I joined two friends who had been planning the trip for a long while. Over 53 days we covered about 1,250 miles and climbed just under 91,000 feet traveling mainly by back roads. Riding with backpacks, full panniers and hauling trailers, we were pounded and worn by the rugged terrain. Together and sometimes alone for long stretches, we passed through the beautiful and varied landscapes of Wyoming, Utah, Arizona and Nevada, experiencing extreme heat, hail, wind and at times deafening silence. We made ten caches ahead of time so we could resupply across the distance.
A week and a half in, we left Myton, Utah heading up Nine Mile Canyon Road along Wells Draw. Aptly named, but probably not for the multitude of pipes running haphazardly beside the road that linked a string of oil rigs. It made me wonder what this kind of extraction might look like in a less developed country. We descended into Gates Canyon to Nine Mile Canyon, arriving a couple years before the natural gas exploration did. We continued the descent finally pointing ourselves uphill at Dry Creek. From there we climbed to Bruin Point at 10,285 feet to be rewarded by a fantastic view of the Uintas, La Sals, Henry Mountains, the Wasatch Plateau, Mt. Nebo and the Wasatch.
At four weeks we climbed our way up the Burr Trail into Boulder then over Hell’s Backbone to Escalante and onto the Kaiparowits Plateau before dropping to the north side of Lake Powell on our way to the North Rim of the Grand Canyon.
After a brief respite on the North Rim, we turned back north, passing through Fredonia then across the Arizona Strip to Toroweap. From there we rode past Mt. Trumbull through Main Street Valley and over Wolf Hole Pass. On our final day, day 53, we climbed the switchbacks of Black Mountain in the Virgin Mountains to our final 6,000-foot descent into Elbow Canyon and the setting sun for the final leg into Mesquite, Nevada.

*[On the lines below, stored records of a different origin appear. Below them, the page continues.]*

//! Direct-inference segmentation backend
//!
//! Runs the pre-downloaded network directly and removes spurious blobs by
//! keeping only the largest 8-connected foreground component. The model is
//! never downloaded here; a missing file is reported with its expected path.

use crate::backends::{activation_plane, MaskBackend, ModelRequirement};
use crate::error::{Error, Result};
use crate::inference::OnnxSegmenter;
use crate::models::{ModelKind, U2NET_INPUT_SIZE};
use crate::session_cache::SessionCache;
use crate::types::AlphaMask;
use crate::utils::{keep_largest_component, normalize_activation, ImagePreprocessor, PreprocessingOptions};
use image::imageops::FilterType;
use image::RgbaImage;
use instant::{Duration, Instant};
use std::path::PathBuf;

/// Turn a raw activation map into an alpha mask of size `target`
///
/// Min-max normalizes, keeps the largest foreground component with its soft
/// edge, then resizes bilinearly to the source resolution.
///
/// # Errors
/// - `values.len()` does not match `width * height`
pub fn postprocess_activation(
    values: &[f32],
    width: u32,
    height: u32,
    target: (u32, u32),
) -> Result<AlphaMask> {
    let small = keep_largest_component(&normalize_activation(values, width, height)?);
    let mask = image::imageops::resize(&small, target.0, target.1, FilterType::Triangle);
    Ok(AlphaMask::new(mask))
}

#[derive(Debug)]
pub struct DirectInferenceBackend {
    model_path: PathBuf,
    model: ModelKind,
    intra_threads: usize,
    sessions: SessionCache,
    segmenter: Option<OnnxSegmenter>,
}

impl DirectInferenceBackend {
    #[must_use]
    pub fn new(
        model_path: PathBuf,
        model: ModelKind,
        intra_threads: usize,
        sessions: SessionCache,
    ) -> Self {
        Self {
            model_path,
            model,
            intra_threads,
            sessions,
            segmenter: None,
        }
    }
}

impl MaskBackend for DirectInferenceBackend {
    fn name(&self) -> &'static str {
        "direct"
    }

    fn initialize(&mut self) -> Result<Option<Duration>> {
        if self.segmenter.is_some() {
            return Ok(None);
        }
        if !self.model_path.is_file() {
            return Err(Error::model_not_found(&self.model_path));
        }
        let start = Instant::now();
        let session = self.sessions.get_or_load(&self.model_path, self.intra_threads)?;
        self.segmenter = Some(OnnxSegmenter::new(session));
        Ok(Some(start.elapsed()))
    }

    fn is_initialized(&self) -> bool {
        self.segmenter.is_some()
    }

    fn produce_mask(&mut self, image: &RgbaImage) -> Result<AlphaMask> {
        self.initialize()?;
        let segmenter = self
            .segmenter
            .as_ref()
            .ok_or_else(|| Error::internal("Direct-inference backend not initialized"))?;

        let input = ImagePreprocessor::preprocess(
            image,
            &PreprocessingOptions::bilinear_unit(U2NET_INPUT_SIZE),
        )?;
        let output = segmenter.infer(&input)?;
        let (values, width, height) = activation_plane(&output)?;
        postprocess_activation(&values, width, height, image.dimensions())
    }

    fn required_model(&self) -> Option<ModelRequirement> {
        Some(ModelRequirement {
            kind: self.model,
            path: self.model_path.clone(),
            downloadable: false,
        })
    }
}
//! Full-covariance Gaussian mixture colour model

#![allow(clippy::indexing_slicing)]

/// Number of mixture components per model
pub const COMPONENTS: usize = 5;

const KMEANS_ITERATIONS: usize = 10;
const SINGULAR_EPSILON: f64 = f64::EPSILON;
const REGULARIZATION: f64 = 0.01;

pub type Color = [f64; 3];

#[derive(Debug, Clone, Default)]
struct Component {
    weight: f64,
    mean: Color,
    inverse: [[f64; 3]; 3],
    /// `1 / sqrt(det)`, the Gaussian's normalization up to a constant factor
    norm: f64,
}

impl Component {
    fn density(&self, color: &Color) -> f64 {
        if self.weight <= 0.0 {
            return 0.0;
        }
        let d = [
            color[0] - self.mean[0],
            color[1] - self.mean[1],
            color[2] - self.mean[2],
        ];
        let mut mahalanobis = 0.0;
        for (i, row) in self.inverse.iter().enumerate() {
            mahalanobis += d[i] * (row[0] * d[0] + row[1] * d[1] + row[2] * d[2]);
        }
        self.norm * (-0.5 * mahalanobis).exp()
    }
}

/// Running sums used to estimate one component
#[derive(Debug, Clone, Copy, Default)]
struct Accumulator {
    count: usize,
    sum: Color,
    prod: [[f64; 3]; 3],
}

impl Accumulator {
    fn add(&mut self, c: &Color) {
        self.count += 1;
        for i in 0..3 {
            self.sum[i] += c[i];
            for j in 0..3 {
                self.prod[i][j] += c[i] * c[j];
            }
        }
    }

    fn finish(&self, total: usize) -> Component {
        if self.count == 0 || total == 0 {
            return Component::default();
        }
        let n = self.count as f64;
        let mean = [self.sum[0] / n, self.sum[1] / n, self.sum[2] / n];
        let mut cov = [[0.0; 3]; 3];
        for i in 0..3 {
            for j in 0..3 {
                cov[i][j] = self.prod[i][j] / n - mean[i] * mean[j];
            }
        }
        let mut det = determinant(&cov);
        if det <= SINGULAR_EPSILON {
            for (i, row) in cov.iter_mut().enumerate() {
                row[i] += REGULARIZATION;
            }
            det = determinant(&cov);
        }
        Component {
            weight: n / total as f64,
            mean,
            inverse: invert(&cov, det),
            norm: 1.0 / det.sqrt(),
        }
    }
}

fn determinant(m: &[[f64; 3]; 3]) -> f64 {
    m[0][0] * (m[1][1] * m[2][2] - m[1][2] * m[2][1])
        - m[0][1] * (m[1][0] * m[2][2] - m[1][2] * m[2][0])
        + m[0][2] * (m[1][0] * m[2][1] - m[1][1] * m[2][0])
}

fn invert(m: &[[f64; 3]; 3], det: f64) -> [[f64; 3]; 3] {
    let inv_det = 1.0 / det;
    [
        [
            (m[1][1] * m[2][2] - m[1][2] * m[2][1]) * inv_det,
            (m[0][2] * m[2][1] - m[0][1] * m[2][2]) * inv_det,
            (m[0][1] * m[1][2] - m[0][2] * m[1][1]) * inv_det,
        ],
        [
            (m[1][2] * m[2][0] - m[1][0] * m[2][2]) * inv_det,
            (m[0][0] * m[2][2] - m[0][2] * m[2][0]) * inv_det,
            (m[0][2] * m[1][0] - m[0][0] * m[1][2]) * inv_det,
        ],
        [
            (m[1][0] * m[2][1] - m[1][1] * m[2][0]) * inv_det,
            (m[0][1] * m[2][0] - m[0][0] * m[2][1]) * inv_det,
            (m[0][0] * m[1][1] - m[0][1] * m[1][0]) * inv_det,
        ],
    ]
}

fn squared_distance(a: &Color, b: &Color) -> f64 {
    (a[0] - b[0]).powi(2) + (a[1] - b[1]).powi(2) + (a[2] - b[2]).powi(2)
}

fn luma(c: &Color) -> f64 {
    0.299 * c[0] + 0.587 * c[1] + 0.114 * c[2]
}

/// Gaussian mixture over RGB colours
#[derive(Debug, Clone, Default)]
pub struct Gmm {
    components: [Component; COMPONENTS],
}

impl Gmm {
    /// Initial component assignment by k-means
    ///
    /// Centres are seeded at luma quantiles so the result depends only on the
    /// sample colours, then refined with a fixed number of Lloyd iterations.
    #[must_use]
    pub fn kmeans_labels(samples: &[Color]) -> Vec<usize> {
        if samples.is_empty() {
            return Vec::new();
        }

        let mut order: Vec<usize> = (0..samples.len()).collect();
        order.sort_by(|&a, &b| luma(&samples[a]).total_cmp(&luma(&samples[b])));
        let mut centers: Vec<Color> = (0..COMPONENTS)
            .map(|k| {
                let q = ((2 * k + 1) * samples.len()) / (2 * COMPONENTS);
                let idx = order.get(q.min(samples.len() - 1)).copied().unwrap_or(0);
                samples[idx]
            })
            .collect();

        let mut labels = vec![0usize; samples.len()];
        for _ in 0..KMEANS_ITERATIONS {
            for (label, sample) in labels.iter_mut().zip(samples) {
                *label = nearest(&centers, sample);
            }

            let mut sums = [[0.0f64; 3]; COMPONENTS];
            let mut counts = [0usize; COMPONENTS];
            for (&label, sample) in labels.iter().zip(samples) {
                counts[label] += 1;
                for c in 0..3 {
                    sums[label][c] += sample[c];
                }
            }
            for (k, center) in centers.iter_mut().enumerate() {
                // Empty clusters keep their previous centre.
                if counts[k] > 0 {
                    let n = counts[k] as f64;
                    *center = [sums[k][0] / n, sums[k][1] / n, sums[k][2] / n];
                }
            }
        }
        labels
    }

    /// Estimate all components from samples and their component labels
    #[must_use]
    pub fn learn(samples: &[Color], labels: &[usize]) -> Self {
        let mut acc = [Accumulator::default(); COMPONENTS];
        for (sample, &label) in samples.iter().zip(labels) {
            if let Some(slot) = acc.get_mut(label) {
                slot.add(sample);
            }
        }
        let total = samples.len();
        Self {
            components: std::array::from_fn(|k| acc[k].finish(total)),
        }
    }

    /// Most likely component for a colour
    #[must_use]
    pub fn most_likely_component(&self, color: &Color) -> usize {
        let mut best = 0;
        let mut best_p = f64::NEG_INFINITY;
        for (k, comp) in self.components.iter().enumerate() {
            let p = comp.weight * comp.density(color);
            if p > best_p {
                best_p = p;
                best = k;
            }
        }
        best
    }

    /// Mixture likelihood of a colour
    #[must_use]
    pub fn probability(&self, color: &Color) -> f64 {
        self.components
            .iter()
            .map(|comp| comp.weight * comp.density(color))
            .sum()
    }
}

fn nearest(centers: &[Color], sample: &Color) -> usize {
    let mut best = 0;
    let mut best_d = f64::INFINITY;
    for (k, center) in centers.iter().enumerate() {
        let d = squared_distance(center, sample);
        if d < best_d {
            best_d = d;
            best = k;
        }
    }
    best
}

On a journey this long, you have time to settle into a routine and connect with the world around you. You learn to put things in exactly the same place every time you pack and unpack. Everywhere you are feels like home. On a much deeper level, each day changes you, becomes a part of you, sometimes in the smallest of ways—the smell of rain soaked sagebrush; the doe and her fawn playing unaware 50 feet away; being so cold that I wore every item of clothing I had, getting warm only by riding hard and not stopping; meeting the leather necked rancher, Orville, at the watering hole; measuring out food and water to make it last until the next cache with hunger or thirst the payment for not getting it right.
It no longer felt like I was in nature, but with nature. Day after day I felt my gratitude deepen just for the chance to be out there, to be real. It reaffirmed to me how lucky I am to simply exist on this planet.
I’ve always tried to live life to its fullest and that has always manifested as enjoying myself in nature and doing it under my own power. This trip was one of those rare and wonderful times that I took out for myself away from a life of responsibilities.
I returned to Salt Lake to follow another dream, to create my own business—an art gallery and custom picture frame shop. I saw it as a way to connect my passion for the outdoors with a way of life. For seven years I made a go at living that dream—to work for myself and eventually make a living from my own landscape photography. It didn’t work out quite as I had hoped, and I found myself out of energy and out of business. It was tough to swallow but the silver lining was the birth of my daughter.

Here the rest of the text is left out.